Este número, Plenamar se hace eco de las voces de artistas, escritores e intelectuales que en diferentes medios y desde espacios allende las fronteras han expresado públicamente sorpresa y rechazo ante la personalista actuación del anterior ministro de Cultura, arquitecto Eduardo Selman. En esta ocasión, a propósito del vejamen a la memoria y legado literario y periodístico de Enriquillo Sánchez, así como del aniversario de su natalicio el próximo 25 del mes en curso, nos honran las plumas de Rey Andújar, Basilio Belliard, Miguel Collado, Pedro Delgado Malagón, Plinio Chahín, José Mármol, Frank Moya Pons y Darío Tejeda, amigos y conocedores de la obra del poeta y prosista, uno de los más importantes pensadores y exponentes de la joven (e incompleta) modernidad nacional de su época. Se incluye además en este dossier el mágico texto que Enriquillo dedicase a la figura de su admirado René Del Risco Bermúdez, a propósito de la publicación de sus cuentos por la editorial Cielonaranja en 2003.   
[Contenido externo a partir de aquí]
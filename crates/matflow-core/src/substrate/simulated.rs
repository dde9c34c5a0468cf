//! Deterministic in-process substrate
//!
//! Processes finish when [`Substrate::wait_terminal`] is called, with an
//! outcome scripted per branch label. Held labels stay running until
//! released. Every submission is logged with the wait generation it
//! happened in, so callers can tell which submissions were issued
//! together.

use super::{
    ComputeTaskId, OutputSchema, ProcessStatus, SubProcessHandle, Substrate, SubstrateError,
};
use dashmap::DashMap;
use indexmap::IndexMap;
use matflow_types::NamespaceTree;
use parking_lot::{Mutex, RwLock};
use serde::{Deserialize, Serialize};
use serde_json::json;
use std::collections::BTreeSet;
use std::sync::atomic::{AtomicU64, Ordering};

/// Band count reported by simulated relaxations
pub const SIMULATED_NUMBER_OF_BANDS: u64 = 8;

/// Ports declared by sub-process types that have no explicit schema
const FALLBACK_PORTS: &[&str] = &["output_parameters"];

fn builtin_ports(sub_process_type: &str) -> &'static [&'static str] {
    match sub_process_type {
        "quantumespresso.pw.relax" => &["output_structure", "output_parameters", "output_trajectory"],
        "quantumespresso.pw.bands" => &["scf_parameters", "band_parameters", "band_structure"],
        "quantumespresso.pdos" => &["nscf", "dos", "projwfc"],
        "quantumespresso.xps" => &[
            "binding_energies",
            "chemical_shifts",
            "final_spectra",
            "output_parameters_ch",
        ],
        _ => FALLBACK_PORTS,
    }
}

/// One logged submission
#[derive(Debug, Clone, PartialEq, Serialize, Deserialize)]
pub struct Submission {
    /// Handle returned to the caller
    pub handle: SubProcessHandle,
    /// Inputs exactly as submitted
    pub inputs: NamespaceTree,
    /// Number of waits that happened before this submission
    pub generation: u64,
}

#[derive(Debug, Clone, PartialEq, Serialize, Deserialize)]
struct SimulatedProcess {
    handle: SubProcessHandle,
    inputs: NamespaceTree,
    status: ProcessStatus,
    tasks: Vec<ComputeTaskId>,
}

/// Serializable state of a [`SimulatedSubstrate`]
#[derive(Debug, Clone, Default, PartialEq, Serialize, Deserialize)]
pub struct SimulatedState {
    next_pk: u64,
    next_task: u64,
    generation: u64,
    tasks_per_process: usize,
    processes: Vec<SimulatedProcess>,
    outcomes: IndexMap<String, ProcessStatus>,
    held: BTreeSet<String>,
    output_fixtures: IndexMap<String, NamespaceTree>,
    declared: IndexMap<String, OutputSchema>,
    failing_releases: BTreeSet<String>,
    released: Vec<ComputeTaskId>,
    submissions: Vec<Submission>,
}

/// Scripted substrate for tests and dry runs
#[derive(Debug)]
pub struct SimulatedSubstrate {
    next_pk: AtomicU64,
    next_task: AtomicU64,
    generation: AtomicU64,
    tasks_per_process: usize,
    processes: DashMap<u64, SimulatedProcess>,
    outcomes: DashMap<String, ProcessStatus>,
    held: RwLock<BTreeSet<String>>,
    output_fixtures: DashMap<String, NamespaceTree>,
    declared: DashMap<String, OutputSchema>,
    failing_releases: RwLock<BTreeSet<String>>,
    task_owners: DashMap<ComputeTaskId, String>,
    released: Mutex<Vec<ComputeTaskId>>,
    submissions: Mutex<Vec<Submission>>,
}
Los funcionarios, no quepa duda, tienen razón de ser porque se deben a los ciudadanos; los elegimos, pagamos sus salarios y presupuestos. Sus decisiones, por ende, deberían ser las más convenientes al sentir y pensar de la colectividad y no responder a la obstinada y medalaganaria interpretación de quien dirija cualquier cartera. Honrar a un merecido personaje a costa de los méritos de otro, sobre todo si ambos confesaban admiración mutua, si rechazaban la tan prevalente megalomanía de los círculos políticos e intelectuales del país, y si, sobre todo, estos ya no se encuentran entre nosotros, tal acto no puede constituir otra cosa que no sea una desagradable mezquindad. 

Los que conocimos a Enriquillo estamos convencidos de que, de vivir aún, el magnífico prosista nos hubiese recordado a todos, ministro incluido, la admiración que sobre Don Juan siempre llevó en su corazón, como cuando expresó un febrero hace 30 años en referencia a Bosch que “(…) pasma y agrada saber que el dominicano que con más fiereza ha amado lo suyo ―esa áspera dominicanidad que estudió y enalteció desde el primer día― sea a la vez el más universal de todos nosotros”. Inconcebible, pues, despojar al uno de su grandeza para aupar al otro ya grande; imposible comprender cómo el símbolo de una generación pueda ser trastocado gracias a un desesperado acto, protagonizado en el umbral de la desaparición de una cuestionable gestión que fallidamente, intentó salvar la anterior. Que la sensatez logre enmendar ese entuerto.